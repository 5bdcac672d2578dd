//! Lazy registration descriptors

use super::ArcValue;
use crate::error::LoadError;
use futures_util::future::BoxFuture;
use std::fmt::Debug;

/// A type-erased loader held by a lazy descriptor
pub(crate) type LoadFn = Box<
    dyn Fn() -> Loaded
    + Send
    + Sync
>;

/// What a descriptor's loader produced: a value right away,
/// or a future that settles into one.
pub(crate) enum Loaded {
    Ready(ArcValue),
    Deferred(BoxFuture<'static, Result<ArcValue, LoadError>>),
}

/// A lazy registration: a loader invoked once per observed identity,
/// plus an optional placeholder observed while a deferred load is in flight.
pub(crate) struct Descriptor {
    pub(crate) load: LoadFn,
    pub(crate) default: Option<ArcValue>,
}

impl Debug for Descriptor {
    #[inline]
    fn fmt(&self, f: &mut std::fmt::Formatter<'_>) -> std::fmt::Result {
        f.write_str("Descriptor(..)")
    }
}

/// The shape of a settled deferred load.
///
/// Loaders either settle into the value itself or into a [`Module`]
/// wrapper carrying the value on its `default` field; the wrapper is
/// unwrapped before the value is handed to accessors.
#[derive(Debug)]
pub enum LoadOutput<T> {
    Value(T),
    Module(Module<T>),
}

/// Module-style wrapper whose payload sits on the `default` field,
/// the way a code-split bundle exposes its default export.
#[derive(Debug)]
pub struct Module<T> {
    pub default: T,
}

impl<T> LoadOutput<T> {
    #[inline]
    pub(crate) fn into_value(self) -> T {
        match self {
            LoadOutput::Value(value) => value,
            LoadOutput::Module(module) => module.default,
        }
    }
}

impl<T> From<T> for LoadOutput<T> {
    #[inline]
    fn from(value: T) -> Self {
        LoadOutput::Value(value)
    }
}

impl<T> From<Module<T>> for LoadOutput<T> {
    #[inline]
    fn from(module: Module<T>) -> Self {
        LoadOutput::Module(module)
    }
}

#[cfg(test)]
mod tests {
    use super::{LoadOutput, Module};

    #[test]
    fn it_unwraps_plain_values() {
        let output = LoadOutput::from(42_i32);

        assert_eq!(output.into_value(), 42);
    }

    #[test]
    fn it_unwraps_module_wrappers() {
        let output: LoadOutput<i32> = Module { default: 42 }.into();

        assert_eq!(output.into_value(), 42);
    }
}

- [WORK TASK]: Take the lines above from the one containing "use futures_util::future::BoxFuture;" down to the one containing "What a descriptor's", and transcribe them exactly, both ends included.

- [EXERCISE OUTPUT]:
use futures_util::future::BoxFuture;
use std::fmt::Debug;

/// A type-erased loader held by a lazy descriptor
pub(crate) type LoadFn = Box<
    dyn Fn() -> Loaded
    + Send
    + Sync
>;

/// What a descriptor's loader produced: a value right away,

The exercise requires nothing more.